1. **Open C6** from the accepted request (the C5 tracker's "پرداخت و تایید نهایی" step) → the screen
shows the **«✓ پرستار تایید کرد»** badge, the **breakdown** (هزینه خدمت / کارمزد بالین‌یار / مالیات /
مبلغ کل) where the rows **sum to the total**, and the **escrow notice** in an info tone. Switch locale
`dir` flips, all strings translate, amounts still format as Toman.
2. **Pay (mock redirect)** → tap «ادامه پرداخت ←»: CTA spins (initiating) → you are redirected to the
**mock gateway** → it returns to the checkout → **verify** runs; if pending you briefly see "در حال
تایید پرداخت…" (poll with backoff) → it resolves **succeeded** → the **confirmation** screen appears.
3. **Booking flips to confirmed** → follow «مشاهده رزرو» to the f8 booking detail: status is now
**confirmed** (no full refetch — confirm via React Query Devtools that only the booking keys were
invalidated).
4. **Download the invoice** → from confirmation tap «دانلود فاکتور»: the invoice shows the
`invoice_number`, line items, and the **VAT line on the commission**; download (or print) works; every
figure matches C6 to the rial.
5. **Idempotency / retry** → re-trigger pay on the same attempt (double-tap / refresh on return): no
double-capture — a `409`/already-succeeded converges to the confirmation, not an error toast. A
**new** attempt after a simulated failure issues a new idempotency key.

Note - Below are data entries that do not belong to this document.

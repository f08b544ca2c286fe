//! UUIDs stored as int arrays of length 4, most significant int first.

use std::borrow::Borrow;
use std::hash::Hash;

use ::uuid::Uuid;

use crate::tag::Tag;
use crate::{Compound, Error, IntArray, Result, Value};

/// Encodes `uuid` as an int array.
pub fn uuid_to_value(uuid: Uuid) -> Value {
    let (most, least) = uuid.as_u64_pair();

    let first = (most >> 32) as i32;
    let second = most as i32;
    let third = (least >> 32) as i32;
    let fourth = least as i32;

    Value::IntArray(IntArray::from([first, second, third, fourth]))
}

/// Decodes a UUID from an int array of exactly four elements.
pub fn uuid_from_value(value: &Value) -> Result<Uuid> {
    let Value::IntArray(array) = value else {
        return Err(Error::mismatch(Tag::IntArray, value.tag()));
    };

    match **array {
        [first, second, third, fourth] => {
            let most = (u64::from(first as u32) << 32) | u64::from(second as u32);
            let least = (u64::from(third as u32) << 32) | u64::from(fourth as u32);

            Ok(Uuid::from_u64_pair(most, least))
        }
        _ => Err(Error::InvalidUuidLength(array.len())),
    }
}

impl From<Uuid> for Value {
    fn from(uuid: Uuid) -> Self {
        uuid_to_value(uuid)
    }
}

impl Compound {
    /// Reads the UUID under `k`, returning `None` if there is no valid UUID
    /// there.
    pub fn get_uuid<Q>(&self, k: &Q) -> Option<Uuid>
    where
        String: Borrow<Q>,
        Q: ?Sized + Eq + Hash,
    {
        self.get(k).and_then(|v| uuid_from_value(v).ok())
    }

    /// Whether there is a valid UUID under `k`.
    pub fn contains_uuid<Q>(&self, k: &Q) -> bool
    where
        String: Borrow<Q>,
        Q: ?Sized + Eq + Hash,
    {
        self.get_uuid(k).is_some()
    }
}

#[cfg(test)]
mod tests {
    use pretty_assertions::assert_eq;

    use super::*;
    use crate::{compound, ErrorKind};

    #[test]
    fn layout() {
        let uuid = Uuid::from_u128(0x0011_2233_4455_6677_8899_aabb_ccdd_eeff);
        let value = Value::from(uuid);

        assert_eq!(
            value.as_int_array().unwrap().as_slice(),
            &[
                0x0011_2233,
                0x4455_6677,
                0x8899_aabb_u32 as i32,
                0xccdd_eeff_u32 as i32
            ]
        );
        assert_eq!(uuid_from_value(&value).unwrap(), uuid);
    }

    #[test]
    fn round_trip() {
        for uuid in [Uuid::nil(), Uuid::from_u128(u128::MAX), Uuid::from_u128(0xdead_beef << 64)] {
            assert_eq!(uuid_from_value(&uuid_to_value(uuid)).unwrap(), uuid);
        }
    }

    #[test]
    fn wrong_length_is_rejected() {
        let err = uuid_from_value(&Value::from(vec![1_i32, 2, 3])).unwrap_err();

        assert!(matches!(err, Error::InvalidUuidLength(3)));
        assert_eq!(err.kind(), ErrorKind::TypeMismatch);
    }

    #[test]
    fn wrong_type_is_rejected() {
        let err = uuid_from_value(&Value::from(vec![1_i64, 2, 3, 4])).unwrap_err();

        assert!(matches!(
            err,
            Error::TypeMismatch {
                expected: Tag::IntArray,
                found: Tag::LongArray
            }
        ));
    }

    #[test]
    fn compound_lookup() {
        let uuid = Uuid::from_u128(42);
        let c = compound! { "id" => uuid, "bad" => vec![1_i32, 2] };

        assert_eq!(c.get_uuid("id"), Some(uuid));
        assert!(c.contains_uuid("id"));
        assert_eq!(c.get_uuid("bad"), None);
        assert_eq!(c.get_uuid("missing"), None);
    }
}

6. **Gate**`npm run check` and `npm run test:ci` pass; the `PriceBreakdown` test proves rows sum to
total; the `PaymentStatusBadge` test covers each status.
## 8. Hand off & document (close the phase)

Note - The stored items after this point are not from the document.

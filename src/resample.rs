//! Downsampling of source population rasters to a bounded width.
//!
//! The heavy lifting is done by GDAL's RasterIO with bilinear resampling; this
//! module only decides the output grid and keeps the geotransform consistent
//! with it.

use std::path::Path;

use gdal::raster::ResampleAlg;
use gdal::Dataset;

use crate::error::{Error, Result};
use crate::model::{GeoTransform, Raster, RasterMeta};

/// Default upper bound on the output width in pixels.
pub const DEFAULT_MAX_WIDTH: usize = 3000;

/// Output grid for a resampling operation.
#[derive(Debug, Clone, Copy, PartialEq)]
pub struct ResamplePlan {
    pub src_width: usize,
    pub src_height: usize,
    pub out_width: usize,
    pub out_height: usize,
    pub geo_transform: GeoTransform,
}

impl ResamplePlan {
    pub fn new(
        width: usize,
        height: usize,
        geo_transform: GeoTransform,
        max_width: usize,
    ) -> Result<Self> {
        if width == 0 || height == 0 {
            return Err(Error::InvalidRaster(format!(
                "raster has zero extent ({} x {})",
                width, height
            )));
        }
        if max_width == 0 {
            return Err(Error::Config("max_width must be positive".to_string()));
        }

        let scale = max_width as f64 / width as f64;
        if scale >= 1.0 {
            // never upsample
            return Ok(Self {
                src_width: width,
                src_height: height,
                out_width: width,
                out_height: height,
                geo_transform,
            });
        }

        let out_width = ((width as f64 * scale).round() as usize).clamp(1, max_width);
        let out_height = ((height as f64 * scale).round() as usize).max(1);

        let x_factor = width as f64 / out_width as f64;
        let y_factor = height as f64 / out_height as f64;

        Ok(Self {
            src_width: width,
            src_height: height,
            out_width,
            out_height,
            geo_transform: scale_transform(&geo_transform, x_factor, y_factor),
        })
    }

    pub fn is_identity(&self) -> bool {
        self.out_width == self.src_width && self.out_height == self.src_height
    }
}

/// `transform ∘ scale(x_factor, y_factor)`: pixel size and rotation terms are
/// stretched, the origin stays put.
pub fn scale_transform(gt: &GeoTransform, x_factor: f64, y_factor: f64) -> GeoTransform {
    [
        gt[0],
        gt[1] * x_factor,
        gt[2] * y_factor,
        gt[3],
        gt[4] * x_factor,
        gt[5] * y_factor,
    ]
}

/// Reads band 1 of `path` at no more than `max_width` columns using bilinear
/// resampling.
pub fn read_resampled(path: &Path, max_width: usize) -> Result<Raster> {
    let dataset = Dataset::open(path).map_err(|e| Error::io(path, e))?;
    let (width, height) = dataset.raster_size();
    let geo_transform = dataset
        .geo_transform()
        .map_err(|e| Error::io(path, e))?;

    let plan = ResamplePlan::new(width, height, geo_transform, max_width)?;

    tracing::debug!(
        src_width = width,
        src_height = height,
        out_width = plan.out_width,
        out_height = plan.out_height,
        "Resampling raster"
    );

    let band = dataset.rasterband(1).map_err(|e| Error::io(path, e))?;
    let nodata = band.no_data_value();
    let buffer = band
        .read_as::<f64>(
            (0, 0),
            (width, height),
            (plan.out_width, plan.out_height),
            Some(ResampleAlg::Bilinear),
        )
        .map_err(|e| Error::io(path, e))?;
    let (_, values) = buffer.into_shape_and_vec();

    let meta = RasterMeta {
        width: plan.out_width,
        height: plan.out_height,
        geo_transform: plan.geo_transform,
        projection: dataset.projection(),
        nodata,
    };
    Raster::new(meta, values)
}
pub mod cancel;
pub mod config;
pub mod error;
pub mod legend;
pub mod model;
pub mod pipeline;
pub mod resample;
pub mod source;
pub mod upload;
pub mod writer;

pub use cancel::CancellationToken;
pub use config::ProjectConfig;
pub use error::{Error, LegendError, Result};
pub use legend::{Legend, LegendEntry};
pub use model::{ClassifiedBands, Raster, RasterMeta, RenderedRaster, UploadedTileset};
pub use pipeline::{BatchReport, CountryOutcome, RenderPipeline, Stage};
pub use upload::{AccessToken, HttpTileService, RetryPolicy, TileService, TileUploader, TilesetNamer};
pub use writer::RasterComposer;
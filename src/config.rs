//! Project configuration loaded from YAML.
//!
//! ```yaml
//! legend:
//!   - range: [0, 5]
//!     color: [[255, 255, 255], [254, 217, 118]]
//! raster:
//!   max_width: 3000
//!   year: 2020
//! upload:
//!   endpoint: https://tiles.example.org/uploads
//!   owner: humdata
//! ```
//!
//! Everything except `legend` has a default.

use std::fs;
use std::path::Path;
use std::time::Duration;

use serde::{Deserialize, Serialize};

use crate::error::{Error, Result};
use crate::legend::{Legend, LegendEntry};
use crate::resample::DEFAULT_MAX_WIDTH;
use crate::source::DEFAULT_SOURCE_URL;
use crate::upload::{RetryPolicy, DEFAULT_MAX_RETRIES, DEFAULT_RETRY_STATUS};

#[derive(Debug, Clone, Serialize, Deserialize)]
pub struct ProjectConfig {
    pub legend: Vec<LegendEntry>,
    #[serde(default)]
    pub raster: RasterConfig,
    #[serde(default)]
    pub upload: UploadConfig,
}

#[derive(Debug, Clone, Serialize, Deserialize)]
#[serde(default)]
pub struct RasterConfig {
    pub max_width: usize,
    pub year: u16,
    /// URL template with `{ISO}`, `{iso}` and `{year}` placeholders.
    pub source_url: String,
    pub download_timeout_secs: u64,
}

impl Default for RasterConfig {
    fn default() -> Self {
        Self {
            max_width: DEFAULT_MAX_WIDTH,
            year: 2020,
            source_url: DEFAULT_SOURCE_URL.to_string(),
            download_timeout_secs: 600,
        }
    }
}

#[derive(Debug, Clone, Serialize, Deserialize)]
#[serde(default)]
pub struct UploadConfig {
    pub endpoint: String,
    /// Account prefix of generated tileset ids.
    pub owner: String,
    pub retry_status: u16,
    pub max_retries: u32,
    pub retry_delay_secs: u64,
    pub request_timeout_secs: u64,
}

impl Default for UploadConfig {
    fn default() -> Self {
        Self {
            endpoint: "https://api.mapbox.com/uploads/v1/humdata".to_string(),
            owner: "humdata".to_string(),
            retry_status: DEFAULT_RETRY_STATUS,
            max_retries: DEFAULT_MAX_RETRIES,
            retry_delay_secs: 5,
            request_timeout_secs: 600,
        }
    }
}

impl UploadConfig {
    pub fn retry_policy(&self) -> RetryPolicy {
        RetryPolicy {
            retry_status: self.retry_status,
            max_retries: self.max_retries,
            delay: Duration::from_secs(self.retry_delay_secs),
        }
    }
}

impl ProjectConfig {
    pub fn from_path(path: &Path) -> Result<Self> {
        let content = fs::read_to_string(path).map_err(|e| Error::file(path, e))?;
        Self::from_yaml(&content)
    }

    pub fn from_yaml(content: &str) -> Result<Self> {
        let config: ProjectConfig =
            serde_yaml::from_str(content).map_err(|e| Error::Config(e.to_string()))?;
        if config.raster.max_width == 0 {
            return Err(Error::Config("raster.max_width must be positive".to_string()));
        }
        Ok(config)
    }

    /// Validates the legend; an invalid legend fails the whole run.
    pub fn legend(&self) -> Result<Legend> {
        Ok(Legend::new(self.legend.clone())?)
    }
}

- **Docs:** update `client/CLAUDE.md` *Project Structure* for the new `services/payment` domain, the
checkout route segment, and the new shared components (`PriceBreakdown` if promoted, `EscrowNotice`,
`PaymentStatusBadge`). Note the `payment` i18n namespace usage. Don't reintroduce removed scaffolding.
- **Contract consumed:** [`../../contracts/domains/payments.md`](../../contracts/domains/payments.md)

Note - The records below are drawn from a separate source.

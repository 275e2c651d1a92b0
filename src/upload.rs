//! Upload of rendered rasters to a tile-hosting service.
//!
//! The service is abstracted behind [`TileService`]; [`HttpTileService`] talks
//! to a real endpoint, tests substitute scripted fakes. [`TileUploader`] owns
//! the naming and the retry policy.

use std::fmt;
use std::path::Path;
use std::sync::Mutex;
use std::time::Duration;

use rand::rngs::StdRng;
use rand::{Rng, SeedableRng};
use reqwest::blocking::{multipart, Client};
use tracing::{debug, error, info, warn};

use crate::cancel::CancellationToken;
use crate::error::{Error, Result};
use crate::model::UploadedTileset;

/// Status the service uses for "try again later".
pub const DEFAULT_RETRY_STATUS: u16 = 422;
pub const DEFAULT_MAX_RETRIES: u32 = 5;
pub const DEFAULT_RETRY_DELAY: Duration = Duration::from_secs(5);

const ALPHABET: &[u8] = b"abcdefghijklmnopqrstuvwxyz0123456789";
const TILESET_ID_LEN: usize = 8;
const NAME_SUFFIX_LEN: usize = 6;

/// Bearer token for the tile service. Never printed.
#[derive(Clone)]
pub struct AccessToken(String);

impl AccessToken {
    pub fn new(token: impl Into<String>) -> Self {
        Self(token.into())
    }

    pub fn secret(&self) -> &str {
        &self.0
    }
}

impl fmt::Debug for AccessToken {
    fn fmt(&self, f: &mut fmt::Formatter<'_>) -> fmt::Result {
        f.write_str("AccessToken(***)")
    }
}

/// A remote service that accepts raster files as tilesets.
pub trait TileService: Send + Sync {
    /// Sends `file` as tileset `tileset_id` and returns the HTTP status code.
    fn upload(&self, file: &Path, tileset_id: &str, name: &str, token: &AccessToken) -> Result<u16>;
}

/// Multipart upload to an HTTP endpoint.
pub struct HttpTileService {
    client: Client,
    endpoint: String,
}

impl HttpTileService {
    pub fn new(endpoint: impl Into<String>, timeout: Duration) -> Result<Self> {
        let client = Client::builder()
            .timeout(timeout)
            .connect_timeout(Duration::from_secs(30))
            .build()?;
        Ok(Self {
            client,
            endpoint: endpoint.into(),
        })
    }
}

impl TileService for HttpTileService {
    fn upload(&self, file: &Path, tileset_id: &str, name: &str, token: &AccessToken) -> Result<u16> {
        let form = multipart::Form::new()
            .text("tileset", tileset_id.to_string())
            .text("name", name.to_string())
            .file("file", file)
            .map_err(|e| Error::file(file, e))?;

        let response = self
            .client
            .post(&self.endpoint)
            .bearer_auth(token.secret())
            .multipart(form)
            .send()?;

        let status = response.status();
        if !status.is_success() {
            let body = response.text().unwrap_or_default();
            debug!(status = status.as_u16(), body = %body, "Tile service rejected upload");
        }
        Ok(status.as_u16())
    }
}

/// Generates tileset identifiers and display names.
///
/// Seeded generators give reproducible names.
pub struct TilesetNamer {
    owner: String,
    year: u16,
    rng: Mutex<StdRng>,
}

impl TilesetNamer {
    pub fn new(owner: impl Into<String>, year: u16, seed: Option<u64>) -> Self {
        let rng = match seed {
            Some(seed) => StdRng::seed_from_u64(seed),
            None => StdRng::from_entropy(),
        };
        Self {
            owner: owner.into(),
            year,
            rng: Mutex::new(rng),
        }
    }

    /// Returns `(tileset_id, name)` for a country.
    pub fn next(&self, iso: &str) -> (String, String) {
        let mut rng = self.rng.lock().unwrap_or_else(|poisoned| poisoned.into_inner());
        let id = random_token(&mut *rng, TILESET_ID_LEN);
        let suffix = random_token(&mut *rng, NAME_SUFFIX_LEN);
        (
            format!("{}.{}", self.owner, id),
            format!("{}_ppp_{}-{}", iso.to_lowercase(), self.year, suffix),
        )
    }
}

fn random_token<R: Rng + ?Sized>(rng: &mut R, len: usize) -> String {
    (0..len)
        .map(|_| ALPHABET[rng.gen_range(0..ALPHABET.len())] as char)
        .collect()
}

/// Fixed-delay retry on a single "conflict" status.
#[derive(Debug, Clone, Copy, PartialEq)]
pub struct RetryPolicy {
    pub retry_status: u16,
    /// Attempts allowed after the first one.
    pub max_retries: u32,
    pub delay: Duration,
}

impl Default for RetryPolicy {
    fn default() -> Self {
        Self {
            retry_status: DEFAULT_RETRY_STATUS,
            max_retries: DEFAULT_MAX_RETRIES,
            delay: DEFAULT_RETRY_DELAY,
        }
    }
}

pub struct TileUploader<S> {
    service: S,
    namer: TilesetNamer,
    policy: RetryPolicy,
    cancel: CancellationToken,
}

impl<S: TileService> TileUploader<S> {
    pub fn new(service: S, namer: TilesetNamer, policy: RetryPolicy, cancel: CancellationToken) -> Self {
        Self {
            service,
            namer,
            policy,
            cancel,
        }
    }

    pub fn service(&self) -> &S {
        &self.service
    }

    /// Uploads `path` for `iso`. The tileset id and name are chosen once and
    /// reused on every retry.
    pub fn upload(&self, iso: &str, path: &Path, token: &AccessToken) -> Result<UploadedTileset> {
        let (map_id, name) = self.namer.next(iso);
        let mut attempts = 0u32;

        loop {
            if self.cancel.is_cancelled() {
                return Err(Error::Cancelled);
            }

            attempts += 1;
            let status = self.service.upload(path, &map_id, &name, token)?;

            if (200..300).contains(&status) {
                info!(map_id = %map_id, name = %name, attempts, "Uploaded tileset");
                return Ok(UploadedTileset { map_id, name });
            }

            if status != self.policy.retry_status {
                error!(name = %name, status, "Upload failed");
                return Err(Error::Upload { name, status });
            }

            if attempts > self.policy.max_retries {
                error!(name = %name, attempts, "Could not upload {}", name);
                return Err(Error::UploadRejected { name, attempts });
            }

            warn!(
                name = %name,
                status,
                retry = attempts,
                max_retries = self.policy.max_retries,
                delay_secs = self.policy.delay.as_secs_f64(),
                "Upload rejected, retrying"
            );
            if self.cancel.wait(self.policy.delay) {
                return Err(Error::Cancelled);
            }
        }
    }
}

(b10) for checkout-summary / initiate / verify / get-transaction, and the invoice part of
`../../contracts/domains/refunds-invoices.md` (b11) **if available**. Types come from the published
swagger — don't guess. **Append any gap** (missing breakdown line, missing `vat_irr`/`vat_rate`,
missing `redirect_url`, missing invoice shape, مودیان state field) to
`dev/shared-working-context/frontend/requests/for-backend.md`.
- **Handoff & report:** append to `dev/shared-working-context/frontend/STATUS.md`; write
`dev/shared-working-context/reports/frontend-phase-9-report.md` (what was built, **what is now testable
and exactly how** — the steps in §7, what is mocked client-side (the gateway return harness / any
unmet shape) and how it swaps to real, contracts consumed, follow-ups for f10/f11). Update
`dev/shared-working-context/reports/mocks-registry.md` for the `services/payment` mock `clientApi` and
the dev mock-gateway page (seam, what's faked, config, how to make it real once the contract lands).
- **Memory:** save a `project` memory note for the checkout state machine (initiating → redirect →
pending-callback → succeeded → failed/retry), the **idempotency-key-per-attempt** rule, the
**backoff poll, no aggressive loop** decision, and the **escrow-copy-is-verbatim-trust-UX** constraint,
with a one-line `MEMORY.md` pointer.